On the day of the retrieval, we arrive at 6:30am. We find the right place but no one is there yet. I sink to the floor (ugh — yucky hospital floors) and wait. Thankfully the nurse — a cheerful, matronly Irish woman — is extremely competent. She finds a vein and with minimal pain sets the IV. She is so comforting I actually relax. I requested that the fertility specialist and not the fellow perform the procedure, so Dr. G- is inside the retrieval suite getting ready.

Unfortunately, I feel the punctures to my ovaries. It is not pleasant. The morphine is upped. I feel much more comfortable in a matter of seconds. After the procedure I actually feel pretty great and I inform the husband that I think I can make it to a friend’s baby shower. We get home and I pass out. So much for the rest of the day.

The next morning I wake up in unbelievable pain. My abdomen is swollen more than it was with my grapefruit sized ovaries. I’m not the type to suffer silently and besides, I want the husband to appreciate just what I’m going through. Thankfully I do not have a fever, which I’ve been warned is a bad sign. I’m somewhat better the next day. And on day 3 we are called into the clinic. Of the nine eggs retrieved, six have fertilized and they decide to implant three embryos. This is a short, painless procedure and the progesterone suppositories are not that bad and I’m on the two week wait.

I’ll just get it over with right here: I had what’s called a chemical pregnancy. After the bloods on the second day it was obvious hCG was falling below normal levels. So in the end, the procedure did not work. I am wrung out and decide I need to take a break.
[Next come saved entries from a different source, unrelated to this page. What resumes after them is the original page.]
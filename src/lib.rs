//! Roundhouse - settlement core for timed wagering mini-games.
//!
//! Runs repeating betting rounds per configured game, accepts bets during
//! an open window, draws one outcome per round, settles every ledgered bet
//! against it exactly once, and applies results to player balances through
//! an optimistic cache reconciled against an authoritative store.

pub mod api;
pub mod balance;
pub mod config;
pub mod engine;
pub mod errors;
pub mod games;
pub mod metrics;
pub mod round;

pub use balance::{BalanceCache, BalanceStore, InMemoryBalanceStore};
pub use config::{GameRuleSet, OutcomeDomain, PayoutTable, RuleBook};
pub use engine::Engine;
pub use errors::{EngineError, EngineResult, PlaceError, SettlementError};
pub use games::types::{Amount, Bet, BetSelection, GameFamily, Outcome, SettlementResult};
pub use metrics::EngineMetrics;
pub use round::{ClosedRound, EscalatedBet, RoundPhase, RoundScheduler, RoundView};
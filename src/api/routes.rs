//! Route definitions: maps URLs to handlers with type-safe routing.

use super::handlers::*;
use axum::{
    routing::{get, post},
    Router,
};
use std::sync::Arc;

/// Build the API router with all endpoints
pub fn create_router(state: Arc<AppState>) -> Router {
    Router::new()
        // Health check (high priority)
        .route("/health", get(health_handler))
        // Configured games
        .route("/games", get(games_handler))
        // Bet intake
        .route("/bets", post(place_bet_handler))
        // Live round view + closed-round feed
        .route("/games/:game_id/round", get(current_round_handler))
        .route("/games/:game_id/history", get(history_handler))
        // Player balance (confirmed + pending)
        .route("/players/:player_id/balance", get(balance_handler))
        // Operational alerts
        .route("/escalations", get(escalations_handler))
        // Metrics endpoint for Prometheus
        .route("/metrics", get(metrics_handler))
        // Attach shared state
        .with_state(state)
}
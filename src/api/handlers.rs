//! Request handlers over the engine.

use super::errors::ApiError;
use super::middleware::RequestId;
use super::models::{
    BalanceResponse, GamesResponse, HealthResponse, PlaceBetRequest, PlaceBetResponse,
};
use crate::engine::Engine;
use crate::round::history::ClosedRound;
use crate::round::scheduler::{EscalatedBet, RoundView};
use axum::{
    extract::{Path, Query, State},
    Extension, Json,
};
use serde::Deserialize;
use std::sync::Arc;

/// Shared state for all handlers.
pub struct AppState {
    pub engine: Arc<Engine>,
}

pub async fn health_handler() -> Json<HealthResponse> {
    Json(HealthResponse { status: "ok".to_string() })
}

pub async fn games_handler(State(state): State<Arc<AppState>>) -> Json<GamesResponse> {
    Json(GamesResponse { games: state.engine.game_ids() })
}

/// Bet intake. Rejections come back with the placement's own reason code.
pub async fn place_bet_handler(
    State(state): State<Arc<AppState>>,
    Extension(request_id): Extension<RequestId>,
    Json(request): Json<PlaceBetRequest>,
) -> Result<Json<PlaceBetResponse>, ApiError> {
    let bet_id = state
        .engine
        .place_bet(
            &request.player_id,
            &request.game_id,
            request.selection,
            request.stake,
            request.quantity,
        )
        .map_err(|reason| ApiError::rejected(request_id.0.clone(), reason))?;

    Ok(Json(PlaceBetResponse { bet_id, game_id: request.game_id }))
}

/// Public view of a game's live round: phase, timing, outcome once drawn.
pub async fn current_round_handler(
    State(state): State<Arc<AppState>>,
    Extension(request_id): Extension<RequestId>,
    Path(game_id): Path<String>,
) -> Result<Json<RoundView>, ApiError> {
    state
        .engine
        .current_round(&game_id)
        .map(Json)
        .ok_or_else(|| {
            ApiError::not_found(request_id.0.clone(), format!("unknown game: {}", game_id))
        })
}

#[derive(Debug, Deserialize)]
pub struct HistoryQuery {
    #[serde(default = "default_history_limit")]
    pub limit: usize,
}

fn default_history_limit() -> usize {
    20
}

/// Closed-round feed, newest first.
pub async fn history_handler(
    State(state): State<Arc<AppState>>,
    Extension(request_id): Extension<RequestId>,
    Path(game_id): Path<String>,
    Query(query): Query<HistoryQuery>,
) -> Result<Json<Vec<ClosedRound>>, ApiError> {
    state
        .engine
        .history(&game_id, query.limit.min(100))
        .map(Json)
        .ok_or_else(|| {
            ApiError::not_found(request_id.0.clone(), format!("unknown game: {}", game_id))
        })
}

pub async fn balance_handler(
    State(state): State<Arc<AppState>>,
    Path(player_id): Path<String>,
) -> Json<BalanceResponse> {
    let balance = state.engine.balance_of(&player_id).await;
    Json(BalanceResponse { player_id, balance })
}

/// Operational alert surface: bets that exhausted their retry budget.
pub async fn escalations_handler(
    State(state): State<Arc<AppState>>,
) -> Json<Vec<EscalatedBet>> {
    Json(state.engine.escalations())
}

/// Prometheus metrics in text exposition format.
pub async fn metrics_handler(State(state): State<Arc<AppState>>) -> String {
    state.engine.metrics().export()
}
//! Engine metrics: prometheus counters for bet intake, settlement, and
//! balance reconciliation.

use prometheus::{Encoder, IntCounter, IntCounterVec, Opts, Registry, TextEncoder};

/// Shared counters registered against one prometheus registry.
pub struct EngineMetrics {
    registry: Registry,
    pub bets_accepted: IntCounterVec,
    pub bets_rejected: IntCounterVec,
    pub rounds_settled: IntCounterVec,
    pub payouts_total: IntCounterVec,
    pub settlement_retries: IntCounter,
    pub settlement_escalations: IntCounter,
    pub reconcile_fetches: IntCounter,
    pub reconcile_failures: IntCounter,
}

impl EngineMetrics {
    pub fn new() -> Self {
        let registry = Registry::new();

        let bets_accepted = IntCounterVec::new(
            Opts::new("roundhouse_bets_accepted_total", "Bets accepted, by game"),
            &["game"],
        )
        .unwrap();
        let bets_rejected = IntCounterVec::new(
            Opts::new("roundhouse_bets_rejected_total", "Bets rejected, by reason"),
            &["reason"],
        )
        .unwrap();
        let rounds_settled = IntCounterVec::new(
            Opts::new("roundhouse_rounds_settled_total", "Rounds fully settled, by game"),
            &["game"],
        )
        .unwrap();
        let payouts_total = IntCounterVec::new(
            Opts::new(
                "roundhouse_payouts_minor_units_total",
                "Gross payouts credited in minor units, by game",
            ),
            &["game"],
        )
        .unwrap();
        let settlement_retries = IntCounter::new(
            "roundhouse_settlement_retries_total",
            "Individual bet settlement retries",
        )
        .unwrap();
        let settlement_escalations = IntCounter::new(
            "roundhouse_settlement_escalations_total",
            "Bets that exhausted their settlement retry budget",
        )
        .unwrap();
        let reconcile_fetches = IntCounter::new(
            "roundhouse_reconcile_fetches_total",
            "Balance reconciliation fetches issued",
        )
        .unwrap();
        let reconcile_failures = IntCounter::new(
            "roundhouse_reconcile_failures_total",
            "Balance reconciliation fetches that failed or timed out",
        )
        .unwrap();

        registry.register(Box::new(bets_accepted.clone())).unwrap();
        registry.register(Box::new(bets_rejected.clone())).unwrap();
        registry.register(Box::new(rounds_settled.clone())).unwrap();
        registry.register(Box::new(payouts_total.clone())).unwrap();
        registry.register(Box::new(settlement_retries.clone())).unwrap();
        registry.register(Box::new(settlement_escalations.clone())).unwrap();
        registry.register(Box::new(reconcile_fetches.clone())).unwrap();
        registry.register(Box::new(reconcile_failures.clone())).unwrap();

        Self {
            registry,
            bets_accepted,
            bets_rejected,
            rounds_settled,
            payouts_total,
            settlement_retries,
            settlement_escalations,
            reconcile_fetches,
            reconcile_failures,
        }
    }

    /// Render all registered metrics in the prometheus text format.
    pub fn export(&self) -> String {
        let encoder = TextEncoder::new();
        let mut buffer = Vec::new();
        if let Err(err) = encoder.encode(&self.registry.gather(), &mut buffer) {
            tracing::warn!("metrics encoding failed: {}", err);
            return String::new();
        }
        String::from_utf8(buffer).unwrap_or_default()
    }
}

impl Default for EngineMetrics {
    fn default() -> Self {
        Self::new()
    }
}

#[cfg(test)]
mod tests {
    use super::*;

    #[test]
    fn test_counters_export() {
        let metrics = EngineMetrics::new();
        metrics.bets_accepted.with_label_values(&["lottery-30s"]).inc();
        metrics.bets_rejected.with_label_values(&["ROUND_NOT_OPEN"]).inc();
        metrics.settlement_retries.inc();

        let exported = metrics.export();
        assert!(exported.contains("roundhouse_bets_accepted_total"));
        assert!(exported.contains("lottery-30s"));
        assert!(exported.contains("ROUND_NOT_OPEN"));
    }
}
//! Roundhouse server binary.
//!
//! Loads the game rule book, starts one scheduler loop per game, and serves
//! the HTTP boundary.

use clap::Parser;
use roundhouse::api::{ApiConfig, ApiServer};
use roundhouse::balance::InMemoryBalanceStore;
use roundhouse::config::RuleBook;
use roundhouse::engine::Engine;
use std::sync::Arc;
use std::time::Duration;

#[derive(Parser, Debug)]
#[command(name = "roundhouse")]
#[command(about = "Round settlement engine for timed wagering games", long_about = None)]
struct Args {
    /// Path to a TOML rules file; built-in rule sets are used if omitted
    #[arg(long)]
    rules: Option<String>,

    /// API server host
    #[arg(long, default_value = "0.0.0.0")]
    host: String,

    /// API server port
    #[arg(long, default_value = "8080")]
    port: u16,

    /// Scheduler tick interval in milliseconds
    #[arg(long, default_value = "250")]
    tick_ms: u64,

    /// Allowed CORS origins (comma-separated, use * for all)
    #[arg(long, default_value = "*")]
    cors_origins: String,

    /// Request timeout in seconds
    #[arg(long, default_value = "30")]
    timeout: u64,

    /// Seed every listed player with this balance in minor units
    /// (development only; format: player1,player2)
    #[arg(long)]
    seed_players: Option<String>,

    /// Balance to seed each listed player with
    #[arg(long, default_value = "100000")]
    seed_amount: u64,
}

#[tokio::main]
async fn main() -> Result<(), Box<dyn std::error::Error>> {
    tracing_subscriber::fmt()
        .with_env_filter(
            tracing_subscriber::EnvFilter::try_from_default_env()
                .unwrap_or_else(|_| "roundhouse=info,tower_http=info".into()),
        )
        .init();

    let args = Args::parse();

    let rule_book = match &args.rules {
        Some(path) => {
            tracing::info!("loading rules from {}", path);
            RuleBook::from_file(path)?
        }
        None => RuleBook::builtin(),
    };
    tracing::info!(
        version = rule_book.version(),
        games = ?rule_book.game_ids(),
        "rule book loaded"
    );

    // The in-memory store stands in for the deployment's authoritative
    // balance store.
    let store = Arc::new(InMemoryBalanceStore::new());
    if let Some(players) = &args.seed_players {
        for player in players.split(',').map(str::trim).filter(|p| !p.is_empty()) {
            store.set_balance(player, args.seed_amount);
            tracing::info!(player, amount = args.seed_amount, "seeded balance");
        }
    }

    let engine = Arc::new(Engine::new(rule_book, store));
    engine.start(Duration::from_millis(args.tick_ms));

    let allowed_origins: Vec<String> = args
        .cors_origins
        .split(',')
        .map(|origin| origin.trim().to_string())
        .collect();

    let api_config = ApiConfig {
        host: args.host,
        port: args.port,
        allowed_origins,
        request_timeout_secs: args.timeout,
    };

    let server = ApiServer::new(api_config, engine);
    server.run().await?;

    Ok(())
}
use chrono::{DateTime, Utc};
use serde::{Deserialize, Serialize};
use std::fmt;
use uuid::Uuid;

/// Monetary amount in minor units (cents).
pub type Amount = u64;

/// Monotonically increasing round identifier, unique per game instance.
pub type RoundId = u64;

/// Game families supported by the engine.
///
/// A family fixes the outcome shape and the set of valid bet selections;
/// everything else (durations, payout table, domain parameters) comes from
/// the per-game rule set.
#[derive(Debug, Clone, Copy, Serialize, Deserialize, PartialEq, Eq, Hash)]
#[serde(rename_all = "snake_case")]
pub enum GameFamily {
    /// Digit lottery with derived color and size views.
    Lottery,
    /// Ascending-multiplier crash curve.
    Crash,
    /// Grid reveal with hidden mines.
    GridReveal,
    /// Two-card dragon/tiger comparison.
    CardDuel,
    /// Declared-target threshold multiplier.
    Threshold,
}

impl fmt::Display for GameFamily {
    fn fmt(&self, f: &mut fmt::Formatter<'_>) -> fmt::Result {
        match self {
            GameFamily::Lottery => write!(f, "lottery"),
            GameFamily::Crash => write!(f, "crash"),
            GameFamily::GridReveal => write!(f, "grid_reveal"),
            GameFamily::CardDuel => write!(f, "card_duel"),
            GameFamily::Threshold => write!(f, "threshold"),
        }
    }
}

/// Lottery color derived from the drawn digit.
#[derive(Debug, Clone, Copy, Serialize, Deserialize, PartialEq, Eq, Hash)]
#[serde(rename_all = "lowercase")]
pub enum LotteryColor {
    Red,
    Green,
    Violet,
}

/// Lottery size derived from the drawn digit.
#[derive(Debug, Clone, Copy, Serialize, Deserialize, PartialEq, Eq, Hash)]
#[serde(rename_all = "lowercase")]
pub enum LotterySize {
    Big,
    Small,
}

/// Color view of a lottery digit. Pure function of the digit; never stored
/// independently so the number/color/size views cannot diverge.
pub fn lottery_color(number: u8) -> LotteryColor {
    match number {
        0 | 5 => LotteryColor::Violet,
        1 | 3 | 7 | 9 => LotteryColor::Green,
        _ => LotteryColor::Red,
    }
}

/// Size view of a lottery digit (big iff >= 5).
pub fn lottery_size(number: u8) -> LotterySize {
    if number >= 5 {
        LotterySize::Big
    } else {
        LotterySize::Small
    }
}

/// Side of a card duel.
#[derive(Debug, Clone, Copy, Serialize, Deserialize, PartialEq, Eq, Hash)]
#[serde(rename_all = "lowercase")]
pub enum DuelSide {
    Dragon,
    Tiger,
    Tie,
}

impl fmt::Display for DuelSide {
    fn fmt(&self, f: &mut fmt::Formatter<'_>) -> fmt::Result {
        match self {
            DuelSide::Dragon => write!(f, "dragon"),
            DuelSide::Tiger => write!(f, "tiger"),
            DuelSide::Tie => write!(f, "tie"),
        }
    }
}

#[derive(Debug, Clone, Copy, Serialize, Deserialize, PartialEq, Eq, Hash)]
#[serde(rename_all = "lowercase")]
pub enum CardSuit {
    Clubs,
    Diamonds,
    Hearts,
    Spades,
}

/// A playing card. `rank` is 1..=13 (A=1, J/Q/K=11/12/13) and doubles as
/// the comparison value in a duel; suit is presentation-only.
#[derive(Debug, Clone, Copy, Serialize, Deserialize, PartialEq, Eq)]
pub struct Card {
    pub rank: u8,
    pub suit: CardSuit,
}

impl Card {
    pub fn value(&self) -> u8 {
        self.rank
    }
}

/// How a crash bet left the curve.
///
/// `Auto` is the target declared at placement; `Manual` is the multiplier at
/// which the player's cash-out request was observed. Either way the value is
/// final once the bet reaches the ledger.
#[derive(Debug, Clone, Copy, Serialize, Deserialize, PartialEq)]
#[serde(tag = "mode", rename_all = "lowercase")]
pub enum CashOut {
    Auto { target: f64 },
    Manual { observed: f64 },
}

impl CashOut {
    /// The multiplier the payout is computed from.
    pub fn multiplier(&self) -> f64 {
        match self {
            CashOut::Auto { target } => *target,
            CashOut::Manual { observed } => *observed,
        }
    }
}

/// A bet selection: one closed variant per allowed bet kind.
///
/// Validated against the game's rule set at placement, so a selection held
/// by the ledger is always well-formed for its game family.
#[derive(Debug, Clone, Serialize, Deserialize, PartialEq)]
#[serde(tag = "kind", rename_all = "snake_case")]
pub enum BetSelection {
    Color { color: LotteryColor },
    Number { number: u8 },
    Size { size: LotterySize },
    Crash { cash_out: CashOut },
    /// Ordered list of grid cells the player revealed before cashing out.
    Grid { revealed: Vec<u8> },
    Duel { side: DuelSide },
    Threshold { target: f64 },
}

impl BetSelection {
    /// The family this selection belongs to.
    pub fn family(&self) -> GameFamily {
        match self {
            BetSelection::Color { .. }
            | BetSelection::Number { .. }
            | BetSelection::Size { .. } => GameFamily::Lottery,
            BetSelection::Crash { .. } => GameFamily::Crash,
            BetSelection::Grid { .. } => GameFamily::GridReveal,
            BetSelection::Duel { .. } => GameFamily::CardDuel,
            BetSelection::Threshold { .. } => GameFamily::Threshold,
        }
    }
}

/// The outcome drawn for a round: one variant per game family.
///
/// Immutable once set on a round. Lottery color/size are derived views of
/// the stored digit, never stored themselves.
#[derive(Debug, Clone, Serialize, Deserialize, PartialEq)]
#[serde(tag = "family", rename_all = "snake_case")]
pub enum Outcome {
    Lottery {
        number: u8,
    },
    Crash {
        multiplier: f64,
    },
    Grid {
        mines: Vec<u8>,
        total_cells: u8,
    },
    CardDuel {
        dragon: Card,
        tiger: Card,
    },
    Threshold {
        crash_point: f64,
    },
}

impl Outcome {
    pub fn family(&self) -> GameFamily {
        match self {
            Outcome::Lottery { .. } => GameFamily::Lottery,
            Outcome::Crash { .. } => GameFamily::Crash,
            Outcome::Grid { .. } => GameFamily::GridReveal,
            Outcome::CardDuel { .. } => GameFamily::CardDuel,
            Outcome::Threshold { .. } => GameFamily::Threshold,
        }
    }

    /// Winning side of a card duel outcome, `None` for other families.
    pub fn duel_winner(&self) -> Option<DuelSide> {
        match self {
            Outcome::CardDuel { dragon, tiger } => {
                Some(match dragon.value().cmp(&tiger.value()) {
                    std::cmp::Ordering::Greater => DuelSide::Dragon,
                    std::cmp::Ordering::Less => DuelSide::Tiger,
                    std::cmp::Ordering::Equal => DuelSide::Tie,
                })
            }
            _ => None,
        }
    }
}

/// A placed bet. Append-only: owned by the ledger until settlement and never
/// mutated after creation.
#[derive(Debug, Clone, Serialize, Deserialize, PartialEq)]
pub struct Bet {
    pub id: Uuid,
    pub player_id: String,
    pub game_id: String,
    pub round_id: RoundId,
    pub selection: BetSelection,
    /// Stake per unit, in minor units.
    pub stake: Amount,
    /// Positive integer multiplier on the stake.
    pub quantity: u32,
    pub placed_at: DateTime<Utc>,
}

impl Bet {
    /// Total amount debited at placement.
    pub fn cost(&self) -> Amount {
        self.stake.saturating_mul(self.quantity as u64)
    }
}

/// The result of settling one bet against a round's outcome.
///
/// Produced exactly once per bet; consumed exactly once by the balance
/// cache.
#[derive(Debug, Clone, Serialize, Deserialize, PartialEq)]
pub struct SettlementResult {
    pub bet_id: Uuid,
    pub player_id: String,
    pub round_id: RoundId,
    pub won: bool,
    /// Gross payout in minor units; 0 on a loss.
    pub payout: Amount,
    /// The amount already debited at placement, for audit.
    pub stake_debited: Amount,
}

#[cfg(test)]
mod tests {
    use super::*;

    #[test]
    fn test_color_derivation_full_mapping() {
        for n in 0u8..10 {
            let color = lottery_color(n);
            match n {
                0 | 5 => assert_eq!(color, LotteryColor::Violet),
                1 | 3 | 7 | 9 => assert_eq!(color, LotteryColor::Green),
                _ => assert_eq!(color, LotteryColor::Red),
            }
        }
    }

    #[test]
    fn test_size_derivation() {
        for n in 0u8..5 {
            assert_eq!(lottery_size(n), LotterySize::Small);
        }
        for n in 5u8..10 {
            assert_eq!(lottery_size(n), LotterySize::Big);
        }
    }

    #[test]
    fn test_duel_winner() {
        let dragon = Card { rank: 12, suit: CardSuit::Clubs };
        let tiger = Card { rank: 3, suit: CardSuit::Hearts };
        let outcome = Outcome::CardDuel { dragon, tiger };
        assert_eq!(outcome.duel_winner(), Some(DuelSide::Dragon));

        let outcome = Outcome::CardDuel { dragon: tiger, tiger: dragon };
        assert_eq!(outcome.duel_winner(), Some(DuelSide::Tiger));

        let outcome = Outcome::CardDuel {
            dragon: Card { rank: 7, suit: CardSuit::Spades },
            tiger: Card { rank: 7, suit: CardSuit::Diamonds },
        };
        assert_eq!(outcome.duel_winner(), Some(DuelSide::Tie));
    }

    #[test]
    fn test_bet_cost_saturates() {
        let bet = Bet {
            id: Uuid::new_v4(),
            player_id: "p1".to_string(),
            game_id: "lottery-30s".to_string(),
            round_id: 1,
            selection: BetSelection::Number { number: 7 },
            stake: u64::MAX,
            quantity: 3,
            placed_at: Utc::now(),
        };
        assert_eq!(bet.cost(), u64::MAX);
    }

    #[test]
    fn test_selection_family() {
        assert_eq!(
            BetSelection::Color { color: LotteryColor::Red }.family(),
            GameFamily::Lottery
        );
        assert_eq!(
            BetSelection::Crash { cash_out: CashOut::Auto { target: 2.0 } }.family(),
            GameFamily::Crash
        );
        assert_eq!(
            BetSelection::Grid { revealed: vec![0, 1, 2] }.family(),
            GameFamily::GridReveal
        );
    }

    #[test]
    fn test_selection_serde_tagging() {
        let sel = BetSelection::Number { number: 7 };
        let json = serde_json::to_string(&sel).unwrap();
        assert!(json.contains("\"kind\":\"number\""));
        let back: BetSelection = serde_json::from_str(&json).unwrap();
        assert_eq!(back, sel);
    }
}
I am not willing to go through this harrowing process again.


One Response to “From TTC to DE, Part 8: IUI to IVF in one fell swoop”

  1. 21reena Says:

    omg – I’m so sorry you have gone through such a horrible experience. I really feel like many of the people who work at the clinics have become de-sensitized to what we patients are going through. These are life changing decisions that we have to make so quickly, and we trust them to do what’s best for us. Good luck with whatever your next steps are in your journey.